(Provided data begins)

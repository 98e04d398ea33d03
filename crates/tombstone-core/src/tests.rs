//! Unit-of-work and entity-manager behavior against a small fixture entity.

use std::sync::{Arc, Mutex};

use chrono::Utc;

use crate::{
  EntityManager, Error, Result,
  entity::{Entity, EntityKey},
  event::{Event, FlushArgs, LoadClassMetadataArgs, Listener, PostFlushArgs},
  metadata::{EntityMetadata, FieldMapping},
  plan::Statement,
  unit_of_work::{ChangeSet, EntityState},
  value::{FieldType, Row, Timestamp, Value, read},
};

// ─── Fixture ─────────────────────────────────────────────────────────────────

#[derive(Debug, Clone)]
struct Note {
  id:          i64,
  body:        String,
  archived_at: Option<Timestamp>,
}

impl Note {
  fn new(id: i64, body: &str) -> Self {
    Self { id, body: body.into(), archived_at: None }
  }
}

impl Entity for Note {
  fn describe() -> EntityMetadata {
    EntityMetadata::new("Note", "notes")
      .with_field(FieldMapping::new("body", FieldType::Text))
  }

  fn hydrate(row: &Row) -> Result<Self> {
    Ok(Self {
      id:          read(row, "id")?,
      body:        read(row, "body")?,
      archived_at: read(row, "archivedAt")?,
    })
  }

  fn id(&self) -> i64 { self.id }

  fn get(&self, field: &str) -> Option<Value> {
    match field {
      "id" => Some(self.id.into()),
      "body" => Some(self.body.as_str().into()),
      "archivedAt" => Some(self.archived_at.into()),
      _ => None,
    }
  }

  fn set(&mut self, field: &str, value: Value) -> Result<()> {
    match field {
      "body" => self.body = crate::value::FromValue::from_value(field, &value)?,
      "archivedAt" => self.archived_at = crate::value::FromValue::from_value(field, &value)?,
      other => {
        return Err(Error::UnknownField { entity: "Note".into(), field: other.into() });
      }
    }
    Ok(())
  }
}

fn note_row(id: i64, body: &str) -> Row {
  let mut row = Row::new();
  row.insert("id".into(), id.into());
  row.insert("body".into(), body.into());
  row
}

/// Maps `archivedAt` on every resolved descriptor and records every event.
struct Archiving {
  seen: Arc<Mutex<Vec<String>>>,
}

impl Listener for Archiving {
  fn name(&self) -> &'static str { "archiving" }

  fn subscribed_events(&self) -> &[Event] {
    &[Event::LoadClassMetadata, Event::PreFlush, Event::OnFlush, Event::PostFlush]
  }

  fn load_class_metadata(&self, args: &mut LoadClassMetadataArgs<'_>) -> Result<()> {
    self.seen.lock().unwrap().push("loadClassMetadata".into());
    args
      .metadata_mut()
      .map_field(FieldMapping::new("archivedAt", FieldType::Timestamp).nullable())
  }

  fn pre_flush(&self, _args: &mut FlushArgs<'_>) -> Result<()> {
    self.seen.lock().unwrap().push("preFlush".into());
    Ok(())
  }

  fn on_flush(&self, args: &mut FlushArgs<'_>) -> Result<()> {
    let pending = args.unit_of_work().scheduled_insertions().len();
    self.seen.lock().unwrap().push(format!("onFlush:{pending}"));
    Ok(())
  }

  fn post_flush(&self, args: &PostFlushArgs<'_>) -> Result<()> {
    self
      .seen
      .lock()
      .unwrap()
      .push(format!("postFlush:{}", args.plan().len()));
    Ok(())
  }
}

fn manager() -> EntityManager { EntityManager::default() }

fn key(id: i64) -> EntityKey { EntityKey::new("Note", id) }

// ─── Metadata ────────────────────────────────────────────────────────────────

#[test]
fn metadata_is_resolved_and_cached() {
  let mut em = manager();
  let first = em.metadata_for::<Note>().unwrap();
  let second = em.metadata_for::<Note>().unwrap();
  assert!(first.is_resolved());
  assert!(first.is_type::<Note>());
  assert!(Arc::ptr_eq(&first, &second));
  assert!(em.metadata_factory().by_name("Note").is_some());
}

#[test]
fn metadata_listener_runs_once_per_type() {
  let seen = Arc::new(Mutex::new(Vec::new()));
  let mut em = manager();
  em.add_listener(Arc::new(Archiving { seen: Arc::clone(&seen) }));

  em.metadata_for::<Note>().unwrap();
  let metadata = em.metadata_for::<Note>().unwrap();

  let archived = metadata.field("archivedAt").unwrap();
  assert_eq!(archived.column_name, "archived_at");
  assert!(archived.nullable);
  assert_eq!(
    seen.lock().unwrap().iter().filter(|e| *e == "loadClassMetadata").count(),
    1
  );
}

// ─── Inserts ─────────────────────────────────────────────────────────────────

#[test]
fn persist_plans_insert_with_all_columns() {
  let mut em = manager();
  let key = em.persist(Note::new(1, "hello")).unwrap();
  assert_eq!(key, EntityKey::new("Note", 1));
  assert!(em.unit_of_work().is_scheduled_for_insert(&key));

  let plan = em.flush().unwrap();
  assert_eq!(plan.statements, vec![Statement::Insert {
    table:  "notes".into(),
    values: vec![("id".into(), Value::Integer(1)), ("body".into(), "hello".into())],
  }]);
  assert_eq!(em.unit_of_work().entity_state(&key), Some(EntityState::Managed));
}

#[test]
fn persisting_same_identity_twice_fails() {
  let mut em = manager();
  em.persist(Note::new(1, "a")).unwrap();
  let err = em.persist(Note::new(1, "b")).unwrap_err();
  assert!(matches!(err, Error::AlreadyManaged(k) if k == key(1)));
}

#[test]
fn flushed_entity_is_not_written_again() {
  let mut em = manager();
  em.persist(Note::new(1, "hello")).unwrap();
  em.flush().unwrap();
  assert!(em.flush().unwrap().is_empty());
}

// ─── Updates ─────────────────────────────────────────────────────────────────

#[test]
fn dirty_checking_updates_only_changed_columns() {
  let mut em = manager();
  em.load::<Note>(&note_row(3, "before")).unwrap();
  em.get_mut::<Note>(3).unwrap().body = "after".into();

  let plan = em.flush().unwrap();
  assert_eq!(plan.statements, vec![Statement::Update {
    table:      "notes".into(),
    key_column: "id".into(),
    id:         3,
    values:     vec![("body".into(), "after".into())],
  }]);
}

#[test]
fn unchanged_loaded_entity_produces_no_statements() {
  let mut em = manager();
  em.load::<Note>(&note_row(3, "same")).unwrap();
  assert!(em.flush().unwrap().is_empty());
}

#[test]
fn property_changed_schedules_update() {
  let seen = Arc::default();
  let mut em = manager();
  em.add_listener(Arc::new(Archiving { seen }));
  em.load::<Note>(&note_row(4, "x")).unwrap();

  let now = Utc::now();
  let uow = em.unit_of_work_mut();
  uow
    .property_changed(&key(4), "archivedAt", Value::Null, now.into())
    .unwrap();
  assert!(uow.is_scheduled_for_update(&key(4)));
  assert_eq!(
    uow.change_set(&key(4)).unwrap().get("archivedAt"),
    Some(&(Value::Null, Value::Timestamp(now)))
  );
}

#[test]
fn property_changed_rejects_unmapped_field() {
  let mut em = manager();
  em.load::<Note>(&note_row(4, "x")).unwrap();
  let err = em
    .unit_of_work_mut()
    .property_changed(&key(4), "nope", Value::Null, Value::Null)
    .unwrap_err();
  assert!(matches!(err, Error::UnknownField { field, .. } if field == "nope"));
}

#[test]
fn extra_update_is_planned_without_dirty_state() {
  let mut em = manager();
  em.load::<Note>(&note_row(5, "x")).unwrap();
  em.unit_of_work_mut()
    .schedule_extra_update(&key(5), ChangeSet::single("body", "x".into(), "y".into()))
    .unwrap();

  let plan = em.flush().unwrap();
  assert_eq!(plan.updates().count(), 1);
  assert!(em.unit_of_work().extra_updates().is_empty());
}

#[test]
fn extra_updates_for_same_entity_merge() {
  let mut em = manager();
  em.load::<Note>(&note_row(5, "x")).unwrap();
  let uow = em.unit_of_work_mut();
  uow
    .schedule_extra_update(&key(5), ChangeSet::single("body", "x".into(), "y".into()))
    .unwrap();
  uow
    .schedule_extra_update(&key(5), ChangeSet::single("id", 5.into(), 5.into()))
    .unwrap();
  assert_eq!(uow.extra_updates().len(), 1);
  assert_eq!(uow.extra_update(&key(5)).unwrap().len(), 2);
}

#[test]
fn schedule_extra_update_requires_tracked_entity() {
  let mut em = manager();
  let err = em
    .unit_of_work_mut()
    .schedule_extra_update(&key(9), ChangeSet::new())
    .unwrap_err();
  assert!(matches!(err, Error::NotManaged(_)));
}

// ─── Deletes ─────────────────────────────────────────────────────────────────

#[test]
fn remove_managed_plans_delete_and_detaches() {
  let mut em = manager();
  let key = em.load::<Note>(&note_row(7, "bye")).unwrap();
  em.remove(&key).unwrap();
  assert_eq!(em.unit_of_work().scheduled_deletions(), [key.clone()]);
  assert_eq!(em.unit_of_work().entity_state(&key), Some(EntityState::Removed));

  let plan = em.flush().unwrap();
  assert_eq!(plan.statements, vec![Statement::Delete {
    table:      "notes".into(),
    key_column: "id".into(),
    id:         7,
  }]);
  assert!(!em.unit_of_work().contains(&key));
}

#[test]
fn remove_new_entity_forgets_it() {
  let mut em = manager();
  let key = em.persist(Note::new(8, "draft")).unwrap();
  em.remove(&key).unwrap();
  assert!(!em.unit_of_work().contains(&key));
  assert!(em.flush().unwrap().is_empty());
}

#[test]
fn remove_drops_pending_update() {
  let mut em = manager();
  let key = em.load::<Note>(&note_row(7, "x")).unwrap();
  em.unit_of_work_mut()
    .property_changed(&key, "body", "x".into(), "y".into())
    .unwrap();
  em.remove(&key).unwrap();
  assert!(!em.unit_of_work().is_scheduled_for_update(&key));
}

#[test]
fn remove_untracked_fails() {
  let mut em = manager();
  assert!(matches!(em.remove(&key(1)), Err(Error::NotManaged(_))));
}

#[test]
fn persist_key_cancels_deletion() {
  let mut em = manager();
  let key = em.load::<Note>(&note_row(7, "keep")).unwrap();
  em.remove(&key).unwrap();
  em.unit_of_work_mut().persist_key(&key).unwrap();

  assert!(!em.unit_of_work().is_scheduled_for_delete(&key));
  assert_eq!(em.unit_of_work().entity_state(&key), Some(EntityState::Managed));
  assert!(em.flush().unwrap().is_empty());
}

#[test]
fn recompute_picks_up_edits_of_re_persisted_entity() {
  let mut em = manager();
  let key = em.load::<Note>(&note_row(7, "draft")).unwrap();
  em.get_mut::<Note>(7).unwrap().body = "final".into();
  em.remove(&key).unwrap();

  // Removed entities are not dirty-checked.
  em.unit_of_work_mut().recompute_change_set(&key).unwrap();
  assert!(em.unit_of_work().change_set(&key).is_none());

  em.unit_of_work_mut().persist_key(&key).unwrap();
  em.unit_of_work_mut().recompute_change_set(&key).unwrap();
  assert!(em.unit_of_work().is_scheduled_for_update(&key));
  assert_eq!(
    em.unit_of_work().change_set(&key).unwrap().get("body"),
    Some(&(Value::from("draft"), Value::from("final")))
  );
}

#[test]
fn recompute_requires_tracked_entity() {
  let mut em = manager();
  let err = em.unit_of_work_mut().recompute_change_set(&key(3)).unwrap_err();
  assert!(matches!(err, Error::NotManaged(_)));
}

// ─── Flush ───────────────────────────────────────────────────────────────────

#[test]
fn flush_events_fire_in_order() {
  let seen = Arc::new(Mutex::new(Vec::new()));
  let mut em = manager();
  em.add_listener(Arc::new(Archiving { seen: Arc::clone(&seen) }));
  em.persist(Note::new(1, "a")).unwrap();
  em.flush().unwrap();

  assert_eq!(*seen.lock().unwrap(), [
    "loadClassMetadata",
    "preFlush",
    "onFlush:1",
    "postFlush:1"
  ]);
}

#[test]
fn invalid_insert_keeps_schedules() {
  #[derive(Debug)]
  struct Broken;

  impl Entity for Broken {
    fn describe() -> EntityMetadata {
      EntityMetadata::new("Broken", "broken")
        .with_field(FieldMapping::new("name", FieldType::Text))
    }

    fn hydrate(_row: &Row) -> Result<Self> { Ok(Self) }

    fn id(&self) -> i64 { 1 }

    fn get(&self, field: &str) -> Option<Value> {
      (field == "id").then_some(Value::Integer(1))
    }

    fn set(&mut self, _field: &str, _value: Value) -> Result<()> { Ok(()) }
  }

  let mut em = manager();
  let key = em.persist(Broken).unwrap();
  let err = em.flush().unwrap_err();
  assert!(matches!(err, Error::UnexpectedNull(f) if f == "name"));
  assert!(em.unit_of_work().is_scheduled_for_insert(&key));
}

#[test]
fn find_downcasts_tracked_entity() {
  let mut em = manager();
  em.persist(Note::new(2, "typed")).unwrap();
  assert_eq!(em.find::<Note>(2).unwrap().unwrap().body, "typed");
  assert!(em.find::<Note>(3).unwrap().is_none());

  em.find_mut::<Note>(2)
    .unwrap()
    .unwrap()
    .set("body", "changed".into())
    .unwrap();
  assert_eq!(em.find::<Note>(2).unwrap().unwrap().body, "changed");
}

(Provided data ends)

## Task
Extract each line holding the word "lock" from the records.

## Solution to the exercise
    self.seen.lock().unwrap().push("loadClassMetadata".into());
    self.seen.lock().unwrap().push("preFlush".into());
    self.seen.lock().unwrap().push(format!("onFlush:{pending}"));
      .lock()
    seen.lock().unwrap().iter().filter(|e| *e == "loadClassMetadata").count(),
  assert_eq!(*seen.lock().unwrap(), [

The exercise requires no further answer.